A line belongs in the answer if it contains "ProviderConfig"; copy every such line from the entries below.
PROVIDED INFORMATION section start
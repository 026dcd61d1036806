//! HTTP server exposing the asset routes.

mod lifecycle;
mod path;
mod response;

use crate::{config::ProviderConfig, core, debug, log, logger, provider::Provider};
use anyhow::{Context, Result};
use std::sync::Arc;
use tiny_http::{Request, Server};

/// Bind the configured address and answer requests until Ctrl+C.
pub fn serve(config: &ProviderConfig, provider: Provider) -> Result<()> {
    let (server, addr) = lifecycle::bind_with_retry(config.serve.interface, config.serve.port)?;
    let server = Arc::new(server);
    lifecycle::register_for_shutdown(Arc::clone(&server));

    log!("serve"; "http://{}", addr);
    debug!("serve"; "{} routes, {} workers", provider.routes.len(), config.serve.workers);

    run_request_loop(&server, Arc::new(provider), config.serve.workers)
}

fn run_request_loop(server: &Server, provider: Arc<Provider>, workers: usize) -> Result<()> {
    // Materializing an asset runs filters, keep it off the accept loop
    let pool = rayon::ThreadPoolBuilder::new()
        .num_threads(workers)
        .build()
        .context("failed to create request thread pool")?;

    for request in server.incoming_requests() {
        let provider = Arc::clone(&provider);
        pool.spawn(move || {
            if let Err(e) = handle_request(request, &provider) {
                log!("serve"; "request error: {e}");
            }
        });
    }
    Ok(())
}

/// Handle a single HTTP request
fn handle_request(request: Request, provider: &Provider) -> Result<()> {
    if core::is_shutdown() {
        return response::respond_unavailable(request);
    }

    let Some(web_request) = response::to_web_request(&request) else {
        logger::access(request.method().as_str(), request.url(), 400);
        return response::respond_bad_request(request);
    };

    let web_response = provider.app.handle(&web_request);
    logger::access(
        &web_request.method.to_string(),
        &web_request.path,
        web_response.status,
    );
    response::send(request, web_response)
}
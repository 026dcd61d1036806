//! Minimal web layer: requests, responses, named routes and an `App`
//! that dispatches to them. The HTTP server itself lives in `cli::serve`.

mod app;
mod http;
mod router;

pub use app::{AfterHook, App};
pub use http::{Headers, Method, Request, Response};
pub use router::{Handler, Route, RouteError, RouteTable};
PROVIDED INFORMATION section end
PROVIDED INFORMATION section start
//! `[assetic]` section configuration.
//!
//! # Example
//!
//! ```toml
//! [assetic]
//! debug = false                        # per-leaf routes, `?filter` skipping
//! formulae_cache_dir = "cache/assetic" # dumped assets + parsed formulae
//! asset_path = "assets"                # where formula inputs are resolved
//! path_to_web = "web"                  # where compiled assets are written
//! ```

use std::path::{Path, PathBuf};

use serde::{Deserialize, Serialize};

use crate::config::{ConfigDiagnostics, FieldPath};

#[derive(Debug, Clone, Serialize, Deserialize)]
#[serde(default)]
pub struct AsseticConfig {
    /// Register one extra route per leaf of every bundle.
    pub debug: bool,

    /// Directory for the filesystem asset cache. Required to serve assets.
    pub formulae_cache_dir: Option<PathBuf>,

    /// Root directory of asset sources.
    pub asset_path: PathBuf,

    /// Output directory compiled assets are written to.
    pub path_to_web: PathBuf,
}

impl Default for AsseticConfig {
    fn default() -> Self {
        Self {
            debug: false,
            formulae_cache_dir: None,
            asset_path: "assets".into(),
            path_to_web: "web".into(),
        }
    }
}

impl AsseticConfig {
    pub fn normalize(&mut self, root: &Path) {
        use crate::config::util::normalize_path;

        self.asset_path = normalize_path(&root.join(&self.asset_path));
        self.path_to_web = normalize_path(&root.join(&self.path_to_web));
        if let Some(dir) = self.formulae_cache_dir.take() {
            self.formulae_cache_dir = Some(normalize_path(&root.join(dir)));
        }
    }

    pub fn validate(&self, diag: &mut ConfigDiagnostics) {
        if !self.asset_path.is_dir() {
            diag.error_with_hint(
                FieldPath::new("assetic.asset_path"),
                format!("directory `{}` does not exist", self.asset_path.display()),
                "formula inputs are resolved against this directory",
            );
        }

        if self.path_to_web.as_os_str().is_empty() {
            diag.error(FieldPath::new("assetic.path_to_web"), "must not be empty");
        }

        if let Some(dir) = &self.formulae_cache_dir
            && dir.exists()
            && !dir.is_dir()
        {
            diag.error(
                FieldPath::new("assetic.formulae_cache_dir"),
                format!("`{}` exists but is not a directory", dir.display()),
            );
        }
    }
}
PROVIDED INFORMATION section end
• **RESULT FOR THIS TASK**:
use crate::{config::ProviderConfig, core, debug, log, logger, provider::Provider};
pub fn serve(config: &ProviderConfig, provider: Provider) -> Result<()> {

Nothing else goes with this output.